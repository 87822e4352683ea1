// Copyright 2025 eraflo
//
// Licensed under the Apache License, Version 2.0 (the "License");
// you may not use this file except in compliance with the License.
// You may obtain a copy of the License at
//
//     http://www.apache.org/licenses/LICENSE-2.0
//
// Unless required by applicable law or agreed to in writing, software
// distributed under the License is distributed on an "AS IS" BASIS,
// WITHOUT WARRANTIES OR CONDITIONS OF ANY KIND, either express or implied.
// See the License for the specific language governing permissions and
// limitations under the License.

//! A macro to declare plain-data flag sets without pulling an external crate.

/// Declares a `Copy` flag-set newtype with the usual set operations.
#[macro_export]
#[doc(hidden)]
macro_rules! kiln_bitflags {
    (
        $(#[$attr:meta])*
        $vis:vis struct $name:ident: $ty:ty {
            $(
                $(#[$flag_attr:meta])*
                const $flag_name:ident = $flag_value:expr;
            )*
        }
    ) => {
        $(#[$attr])*
        #[derive(Clone, Copy, PartialEq, Eq, Hash, Default)]
        $vis struct $name {
            bits: $ty,
        }

        impl $name {
            /// The set with no flag enabled.
            pub const EMPTY: Self = Self { bits: 0 };

            $(
                $(#[$flag_attr])*
                pub const $flag_name: Self = Self { bits: $flag_value };
            )*

            /// Builds a set from raw bits, keeping unknown bits as-is.
            pub const fn from_bits_truncate(bits: $ty) -> Self {
                Self { bits }
            }

            /// Raw bit representation.
            pub const fn bits(&self) -> $ty {
                self.bits
            }

            /// `true` when every flag of `other` is set in `self`.
            pub const fn contains(&self, other: Self) -> bool {
                (self.bits & other.bits) == other.bits
            }

            /// `true` when `self` and `other` share at least one flag.
            pub const fn intersects(&self, other: Self) -> bool {
                (self.bits & other.bits) != 0
            }

            /// `true` when no flag is set.
            pub const fn is_empty(&self) -> bool {
                self.bits == 0
            }

            /// Sets every flag of `other`.
            pub fn insert(&mut self, other: Self) {
                self.bits |= other.bits;
            }

            /// Clears every flag of `other`.
            pub fn remove(&mut self, other: Self) {
                self.bits &= !other.bits;
            }
        }

        impl core::ops::BitOr for $name {
            type Output = Self;
            fn bitor(self, other: Self) -> Self {
                Self { bits: self.bits | other.bits }
            }
        }

        impl core::ops::BitAnd for $name {
            type Output = Self;
            fn bitand(self, other: Self) -> Self {
                Self { bits: self.bits & other.bits }
            }
        }

        impl core::ops::BitOrAssign for $name {
            fn bitor_assign(&mut self, other: Self) {
                self.bits |= other.bits;
            }
        }

        impl core::fmt::Debug for $name {
            fn fmt(&self, f: &mut core::fmt::Formatter<'_>) -> core::fmt::Result {
                let mut remaining = self.bits;
                let mut first = true;
                write!(f, "{}(", stringify!($name))?;
                $(
                    let value: $ty = $flag_value;
                    if value != 0 && (remaining & value) == value {
                        if !first {
                            write!(f, " | ")?;
                        }
                        write!(f, "{}", stringify!($flag_name))?;
                        remaining &= !value;
                        first = false;
                    }
                )*
                if remaining != 0 {
                    if !first {
                        write!(f, " | ")?;
                    }
                    write!(f, "{:#x}", remaining)?;
                    first = false;
                }
                if first {
                    write!(f, "EMPTY")?;
                }
                write!(f, ")")
            }
        }
    };
}

#[cfg(test)]
mod tests {
    use crate::kiln_bitflags;

    kiln_bitflags! {
        /// Flags used only by these tests.
        pub struct TestFlags: u16 {
            const A = 1 << 0;
            const B = 1 << 1;
            const C = 1 << 4;
        }
    }

    #[test]
    fn test_union_and_contains() {
        let ab = TestFlags::A | TestFlags::B;
        assert!(ab.contains(TestFlags::A));
        assert!(ab.contains(TestFlags::A | TestFlags::B));
        assert!(!ab.contains(TestFlags::C));
        assert!(ab.intersects(TestFlags::B | TestFlags::C));
        assert!(TestFlags::EMPTY.is_empty());
    }

    #[test]
    fn test_insert_remove() {
        let mut flags = TestFlags::EMPTY;
        flags.insert(TestFlags::C);
        flags |= TestFlags::A;
        flags.remove(TestFlags::C);
        assert_eq!(flags, TestFlags::A);
        assert_eq!((flags & TestFlags::A).bits(), 1);
    }

    #[test]
    fn test_debug_lists_names_and_unknown_bits() {
        assert_eq!(format!("{:?}", TestFlags::A | TestFlags::C), "TestFlags(A | C)");
        assert_eq!(format!("{:?}", TestFlags::EMPTY), "TestFlags(EMPTY)");
        assert_eq!(
            format!("{:?}", TestFlags::from_bits_truncate(0b1000_0010)),
            "TestFlags(B | 0x80)"
        );
    }
}
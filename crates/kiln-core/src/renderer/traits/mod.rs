// Copyright 2025 eraflo
//
// Licensed under the Apache License, Version 2.0 (the "License");
// you may not use this file except in compliance with the License.
// You may obtain a copy of the License at
//
//     http://www.apache.org/licenses/LICENSE-2.0
//
// Unless required by applicable law or agreed to in writing, software
// distributed under the License is distributed on an "AS IS" BASIS,
// WITHOUT WARRANTIES OR CONDITIONS OF ANY KIND, either express or implied.
// See the License for the specific language governing permissions and
// limitations under the License.

//! Traits that define the contracts between the renderer core and a backend.

mod command_sink;
mod graphics_device;

pub use self::command_sink::CommandSink;
pub use self::graphics_device::GraphicsDevice;
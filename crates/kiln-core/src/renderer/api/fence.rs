// Copyright 2025 eraflo
//
// Licensed under the Apache License, Version 2.0 (the "License");
// you may not use this file except in compliance with the License.
// You may obtain a copy of the License at
//
//     http://www.apache.org/licenses/LICENSE-2.0
//
// Unless required by applicable law or agreed to in writing, software
// distributed under the License is distributed on an "AS IS" BASIS,
// WITHOUT WARRANTIES OR CONDITIONS OF ANY KIND, either express or implied.
// See the License for the specific language governing permissions and
// limitations under the License.

//! GPU completion fences.

/// An opaque handle to a fence inserted in the device's submission stream.
///
/// A fence signals once every piece of GPU work submitted before its insertion
/// has completed.
#[derive(Debug, Clone, Copy, PartialEq, Eq, Hash, PartialOrd, Ord)]
pub struct FenceId(pub u64);

/// The observed state of a fence.
#[derive(Debug, Clone, Copy, PartialEq, Eq, Hash)]
pub enum FenceStatus {
    /// The GPU has finished all the work preceding the fence.
    Signaled,
    /// The GPU has not reached the fence yet (or a bounded wait expired first).
    Pending,
}

impl FenceStatus {
    /// `true` for [`FenceStatus::Signaled`].
    pub fn is_signaled(self) -> bool {
        matches!(self, FenceStatus::Signaled)
    }
}
#[cfg(test)]
mod tests {
    use super::*;
    use crate::renderer::api::{PipelineState, PipelineStateId, PrimitiveTopology, RenderTargetId};
    use crate::renderer::command::{CommandBuffer, SubmissionTable};
    use crate::renderer::mock::TraceSink;

    /// One submission per id, each binding pipeline `id` and drawing once.
    fn table(count: u32) -> SubmissionTable {
        let mut table = SubmissionTable::new();
        for i in 0..count {
            let (_, cb) = table.begin();
            cb.record_set_pipeline_state(&PipelineState {
                id: PipelineStateId(i as usize),
                stencil_enabled: false,
                stencil_reference: 0,
            });
            cb.record_draw(PrimitiveTopology::TriangleList, 0, 3, 0, 1).unwrap();
        }
        table
    }

    fn target(id: usize) -> RenderTarget {
        RenderTarget {
            id: RenderTargetId(id),
            width: 64,
            height: 64,
        }
    }

    #[test]
    fn test_sort_key_layout() {
        let key = SortKey::new(3, SubmissionId(7));
        assert_eq!(key.0, (3u64 << 32) | 7);
        assert_eq!(key.bucket(), 3);
        assert_eq!(key.submission(), SubmissionId(7));
    }

    #[test]
    fn test_flush_orders_by_bucket_then_submission() {
        let table = table(6);
        let mut queue = RenderQueue::new();
        queue.submit(1, SubmissionId(5)).unwrap();
        queue.submit(0, SubmissionId(2)).unwrap();
        queue.submit(1, SubmissionId(1)).unwrap();

        let mut sink = TraceSink::default();
        let stats = queue.flush(&table, &mut sink).unwrap();

        let pipelines: Vec<_> = sink
            .calls
            .iter()
            .filter(|c| c.starts_with("pso"))
            .cloned()
            .collect();
        assert_eq!(pipelines, vec!["pso 2", "pso 1", "pso 5"]);
        assert_eq!(stats.items, 3);
        assert_eq!(stats.bucket_switches, 2);
        assert_eq!(stats.execution.draws, 3);
        assert!(queue.is_empty());
    }

    #[test]
    fn test_empty_flush_issues_nothing() {
        let mut queue = RenderQueue::new();
        queue.clear_color(0, LinearRgba::WHITE).unwrap();
        let mut sink = TraceSink::default();

        let stats = queue.flush(&table(0), &mut sink).unwrap();
        assert!(sink.calls.is_empty());
        assert_eq!(stats, FlushStats::default());
    }

    #[test]
    fn test_bucket_state_applied_on_switch() {
        let table = table(3);
        let mut queue = RenderQueue::new();
        queue
            .set_bucket_render_targets(2, &[target(1), target(2)], Some(target(3)))
            .unwrap();
        queue
            .set_bucket_viewports(2, &[Viewport::with_size(64.0, 64.0)])
            .unwrap();
        queue.clear_depth(2, 0.5).unwrap();
        queue.clear_color(2, LinearRgba::BLACK).unwrap();
        queue.submit(2, SubmissionId(0)).unwrap();
        queue.submit(2, SubmissionId(1)).unwrap();

        let mut sink = TraceSink::default();
        queue.flush(&table, &mut sink).unwrap();
        assert_eq!(
            sink.calls,
            vec![
                "rts 2",
                "viewports 1",
                "clear color",
                "clear depth 0.5",
                "pso 0",
                "draw 0..3",
                "pso 1",
                "draw 0..3"
            ]
        );

        // Configuration and clears persist across flushes.
        queue.submit(2, SubmissionId(2)).unwrap();
        let mut sink = TraceSink::default();
        queue.flush(&table, &mut sink).unwrap();
        assert_eq!(sink.calls[..4], ["rts 2", "viewports 1", "clear color", "clear depth 0.5"]);

        queue.reset_bucket(2).unwrap();
        queue.submit(2, SubmissionId(2)).unwrap();
        let mut sink = TraceSink::default();
        queue.flush(&table, &mut sink).unwrap();
        assert_eq!(sink.calls, vec!["screen", "viewports 0", "pso 2", "draw 0..3"]);
    }

    #[test]
    fn test_unconfigured_bucket_rebinds_the_screen() {
        let table = table(2);
        let mut queue = RenderQueue::new();
        queue.set_bucket_render_targets(0, &[target(4)], None).unwrap();
        queue
            .set_bucket_viewports(0, &[Viewport::with_size(64.0, 64.0)])
            .unwrap();
        queue.submit(0, SubmissionId(0)).unwrap();
        queue.submit(1, SubmissionId(1)).unwrap();

        let mut sink = TraceSink::default();
        let stats = queue.flush(&table, &mut sink).unwrap();
        assert_eq!(
            sink.calls,
            vec![
                "rts 1",
                "viewports 1",
                "pso 0",
                "draw 0..3",
                "screen",
                "viewports 0",
                "pso 1",
                "draw 0..3"
            ]
        );
        assert_eq!(stats.bucket_switches, 2);
    }

    #[test]
    fn test_equal_keys_keep_submission_order() {
        use std::collections::HashMap;

        let mut source = HashMap::new();
        for id in [1u32, 3] {
            let mut cb = CommandBuffer::new();
            cb.record_set_pipeline_state(&PipelineState {
                id: PipelineStateId(id as usize),
                stencil_enabled: false,
                stencil_reference: 0,
            });
            source.insert(SubmissionId(id), cb);
        }
        let mut queue = RenderQueue::new();
        queue.submit(0, SubmissionId(3)).unwrap();
        queue.submit(0, SubmissionId(1)).unwrap();
        queue.submit(0, SubmissionId(3)).unwrap();
        let keys: Vec<_> = queue.items().iter().map(|i| i.sort_key).collect();
        assert_eq!(keys[0], keys[2]);

        let mut sink = TraceSink::default();
        let stats = queue.flush(&source, &mut sink).unwrap();
        assert_eq!(sink.calls, vec!["screen", "viewports 0", "pso 1", "pso 3", "pso 3"]);
        assert_eq!(stats.items, 3);

        queue.submit(0, SubmissionId(2)).unwrap();
        assert_eq!(
            queue.flush(&source, &mut sink),
            Err(QueueError::UnknownSubmission(SubmissionId(2)))
        );
    }

    #[test]
    fn test_bucket_range_and_limits() {
        let mut queue = RenderQueue::new();
        assert_eq!(
            queue.submit(16, SubmissionId(0)),
            Err(QueueError::BucketOutOfRange { bucket: 16, max: 16 })
        );
        assert!(queue.clear_depth(u32::MAX, 1.0).is_err());
        assert!(queue.submit(15, SubmissionId(0)).is_ok());

        let targets = [target(0); MAX_COLOR_TARGETS + 1];
        assert_eq!(
            queue.set_bucket_render_targets(0, &targets, None),
            Err(QueueError::TooManyColorTargets { count: 9, max: 8 })
        );
        let viewports = [Viewport::default(); MAX_VIEWPORTS + 1];
        assert_eq!(
            queue.set_bucket_viewports(0, &viewports),
            Err(QueueError::TooManyViewports { count: 17, max: 16 })
        );
    }

    #[test]
    fn test_unknown_submission_fails_and_clears() {
        let table = table(1);
        let mut queue = RenderQueue::new();
        queue.submit(0, SubmissionId(0)).unwrap();
        queue.submit(0, SubmissionId(9)).unwrap();

        let mut sink = TraceSink::default();
        assert_eq!(
            queue.flush(&table, &mut sink),
            Err(QueueError::UnknownSubmission(SubmissionId(9)))
        );
        assert!(queue.is_empty());
        assert_eq!(sink.calls, vec!["screen", "viewports 0", "pso 0", "draw 0..3"]);
    }

    #[test]
    fn test_clear_drops_items_silently() {
        let mut queue = RenderQueue::new();
        queue.submit(0, SubmissionId(0)).unwrap();
        queue.clear();
        let mut sink = TraceSink::default();
        queue.flush(&table(1), &mut sink).unwrap();
        assert!(sink.calls.is_empty());
    }
}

++++++++++++++++++++

- _WHAT IS NEEDED_: Give every line of the material that includes the string "renderer".

- _EXERCISE RESPONSE_:
filename crates/kiln-core/src/renderer/traits/mod.rs
//! Traits that define the contracts between the renderer core and a backend.
filename crates/kiln-core/src/renderer/api/fence.rs
    use crate::renderer::api::{PipelineState, PipelineStateId, PrimitiveTopology, RenderTargetId};
    use crate::renderer::command::{CommandBuffer, SubmissionTable};
    use crate::renderer::mock::TraceSink;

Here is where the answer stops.